* **Exercise prompt**
Output the opening lines of the records exactly. End with the line that contains "pub const ROOT_RPC: &str".

* **Exercise data**
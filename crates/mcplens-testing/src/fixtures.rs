//! Line builders for both gateway log formats.
//!
//! Builders return one JSON object serialized as a single line so tests can
//! splice in malformed lines between them.

use serde_json::{Value, json};

/// Layout of a run directory, relative to the run root
pub const ROOT_GATEWAY: &str = "gateway.jsonl";
pub const MCP_LOGS_GATEWAY: &str = "mcp-logs/gateway.jsonl";
pub const MCP_LOGS_RPC: &str = "mcp-logs/rpc-messages.jsonl";
pub const ROOT_RPC: &str = "rpc-messages.jsonl";

/// A successful `tool_call` line in the structured format
pub fn tool_call(timestamp: &str, server: &str, tool: &str, duration_ms: f64) -> String {
    structured(json!({
        "timestamp": timestamp,
        "level": "info",
        "type": "gateway",
        "event": "tool_call",
        "server_name": server,
        "tool_name": tool,
        "method": "tools/call",
        "duration": duration_ms,
        "status": "success",
    }))
}

/// A failed `tool_call` line in the structured format
pub fn failed_tool_call(
    timestamp: &str,
    server: &str,
    tool: &str,
    duration_ms: f64,
    error: &str,
) -> String {
    structured(json!({
        "timestamp": timestamp,
        "level": "error",
        "type": "gateway",
        "event": "tool_call",
        "server_name": server,
        "tool_name": tool,
        "method": "tools/call",
        "duration": duration_ms,
        "status": "error",
        "error": error,
    }))
}

/// Serialize an arbitrary structured entry
pub fn structured(entry: Value) -> String {
    entry.to_string()
}

/// An outgoing `tools/call` request frame
pub fn rpc_request(timestamp: &str, server: &str, id: Value, tool: &str) -> String {
    json!({
        "timestamp": timestamp,
        "direction": "OUT",
        "type": "REQUEST",
        "server_id": server,
        "payload": {
            "jsonrpc": "2.0",
            "method": "tools/call",
            "id": id,
            "params": { "name": tool, "arguments": {} },
        },
    })
    .to_string()
}

/// An incoming successful response frame
pub fn rpc_response(timestamp: &str, server: &str, id: Value) -> String {
    json!({
        "timestamp": timestamp,
        "direction": "IN",
        "type": "RESPONSE",
        "server_id": server,
        "payload": {
            "jsonrpc": "2.0",
            "id": id,
            "result": { "content": [] },
        },
    })
    .to_string()
}

/// An incoming error response frame
pub fn rpc_error(timestamp: &str, server: &str, id: Value, code: i64, message: &str) -> String {
    json!({
        "timestamp": timestamp,
        "direction": "IN",
        "type": "RESPONSE",
        "server_id": server,
        "payload": {
            "jsonrpc": "2.0",
            "id": id,
            "error": { "code": code, "message": message },
        },
    })
    .to_string()
}
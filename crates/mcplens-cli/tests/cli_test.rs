mod common;

use common::CliFixture;
use mcplens_testing::fixtures;
use predicates::prelude::*;
use serde_json::json;

fn structured_run(fixture: &CliFixture, name: &str) -> std::path::PathBuf {
    fixture
        .world
        .write_log(
            name,
            fixtures::MCP_LOGS_GATEWAY,
            &[
                fixtures::tool_call("2025-01-01T10:00:00Z", "github", "get_repository", 120.0),
                fixtures::failed_tool_call(
                    "2025-01-01T10:00:02Z",
                    "github",
                    "list_issues",
                    80.0,
                    "rate limited",
                ),
            ],
        )
        .expect("Failed to write structured log")
}

fn rpc_run(fixture: &CliFixture, name: &str) -> std::path::PathBuf {
    fixture
        .world
        .write_log(
            name,
            fixtures::ROOT_RPC,
            &[
                fixtures::rpc_request("2025-01-01T11:00:00Z", "github", json!(7), "get_repository"),
                fixtures::rpc_response("2025-01-01T11:00:00.200Z", "github", json!(7)),
            ],
        )
        .expect("Failed to write rpc log")
}

#[test]
fn test_metrics_single_run() {
    let fixture = CliFixture::new();
    let run = structured_run(&fixture, "run-1");

    let out = fixture.json(fixture.command().arg("metrics").arg(&run));

    assert_eq!(out["source"]["format"], "structured");
    assert_eq!(out["stats"]["malformed_lines"], 0);
    assert_eq!(out["metrics"]["total_tool_calls"], 2);
    assert_eq!(out["metrics"]["total_errors"], 1);
    assert_eq!(
        out["metrics"]["servers"]["github"]["tools"]["get_repository"]["avg_duration_ms"],
        120.0
    );
    assert!(out.get("digest").is_none());
}

#[test]
fn test_metrics_missing_log_fails() {
    let fixture = CliFixture::new();
    let run = fixture.world.empty_run("idle").expect("Failed to create run");

    fixture
        .command()
        .arg("metrics")
        .arg(&run)
        .assert()
        .failure()
        .stderr(predicate::str::contains("No MCP gateway log found"));
}

#[test]
fn test_metrics_merges_runs_with_digest() {
    let fixture = CliFixture::new();
    let first = structured_run(&fixture, "run-1");
    let second = rpc_run(&fixture, "run-2");
    let idle = fixture.world.empty_run("run-3").expect("Failed to create run");

    let out = fixture.json(
        fixture
            .command()
            .arg("metrics")
            .args([&first, &second, &idle])
            .arg("--digest")
            .args(["--top", "1"]),
    );

    assert_eq!(out["contributing_runs"].as_array().map(Vec::len), Some(2));
    assert_eq!(out["skipped_runs"].as_array().map(Vec::len), Some(1));

    let tool = &out["metrics"]["servers"]["github"]["tools"]["get_repository"];
    assert_eq!(tool["call_count"], 2);
    assert_eq!(tool["avg_duration_ms"], 160.0);

    assert_eq!(out["digest"]["busiest"][0]["tool_name"], "get_repository");
    assert_eq!(out["digest"]["slowest"].as_array().map(Vec::len), Some(1));
}

#[test]
fn test_metrics_scan_discovers_runs() {
    let fixture = CliFixture::new();
    structured_run(&fixture, "sessions/a");
    rpc_run(&fixture, "sessions/b");
    fixture
        .world
        .empty_run("sessions/c")
        .expect("Failed to create run");

    let out = fixture.json(
        fixture
            .command()
            .arg("metrics")
            .arg("--scan")
            .arg(fixture.world.root().join("sessions")),
    );

    assert_eq!(out["contributing_runs"].as_array().map(Vec::len), Some(2));
    assert_eq!(out["metrics"]["total_tool_calls"], 3);
}

#[test]
fn test_metrics_without_dirs_fails() {
    let fixture = CliFixture::new();

    fixture
        .command()
        .arg("metrics")
        .assert()
        .failure()
        .stderr(predicate::str::contains("no run directories"));
}

#[test]
fn test_calls_lists_detail_records() {
    let fixture = CliFixture::new();
    let run = structured_run(&fixture, "run-1");

    let out = fixture.json(fixture.command().arg("calls").arg(&run));
    let calls = out.as_array().expect("calls output is an array");

    assert_eq!(calls.len(), 2);
    assert_eq!(calls[0]["tool_name"], "get_repository");
    assert_eq!(calls[0]["status"], "success");
    assert_eq!(calls[0]["duration"], "120ms");
    assert_eq!(calls[1]["status"], "error");
    assert_eq!(calls[1]["error"], "rate limited");
}

#[test]
fn test_resolve_reports_raw_protocol() {
    let fixture = CliFixture::new();
    let run = rpc_run(&fixture, "run-1");

    let out = fixture.json(fixture.command().arg("resolve").arg(&run));

    assert_eq!(out["format"], "raw_protocol");
    assert!(
        out["path"]
            .as_str()
            .is_some_and(|p| p.ends_with("rpc-messages.jsonl"))
    );
}

#[test]
fn test_config_line_limit_is_applied() {
    let fixture = CliFixture::new();
    let run = structured_run(&fixture, "run-1");
    let config_path = fixture.data_dir().join("config.toml");
    std::fs::create_dir_all(fixture.data_dir()).expect("Failed to create data dir");
    std::fs::write(&config_path, "[parser]\nmax_line_bytes = 32\n")
        .expect("Failed to write config");

    fixture
        .command()
        .arg("metrics")
        .arg(&run)
        .assert()
        .failure()
        .stderr(predicate::str::contains("exceeds the maximum line size of 32 bytes"));
}

#[test]
fn test_explicit_config_flag() {
    let fixture = CliFixture::new();
    let run = structured_run(&fixture, "run-1");
    let config_path = fixture.world.root().join("custom.toml");
    std::fs::write(&config_path, "log_level = \"error\"\n").expect("Failed to write config");

    let out = fixture.json(
        fixture
            .command()
            .arg("--config")
            .arg(&config_path)
            .arg("metrics")
            .arg(&run),
    );
    assert_eq!(out["metrics"]["total_requests"], 2);
}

* **Completed exercise**
filename crates/mcplens-testing/src/fixtures.rs
//! Line builders for both gateway log formats.
//!
//! Builders return one JSON object serialized as a single line so tests can
//! splice in malformed lines between them.

use serde_json::{Value, json};

/// Layout of a run directory, relative to the run root
pub const ROOT_GATEWAY: &str = "gateway.jsonl";
pub const MCP_LOGS_GATEWAY: &str = "mcp-logs/gateway.jsonl";
pub const MCP_LOGS_RPC: &str = "mcp-logs/rpc-messages.jsonl";
pub const ROOT_RPC: &str = "rpc-messages.jsonl";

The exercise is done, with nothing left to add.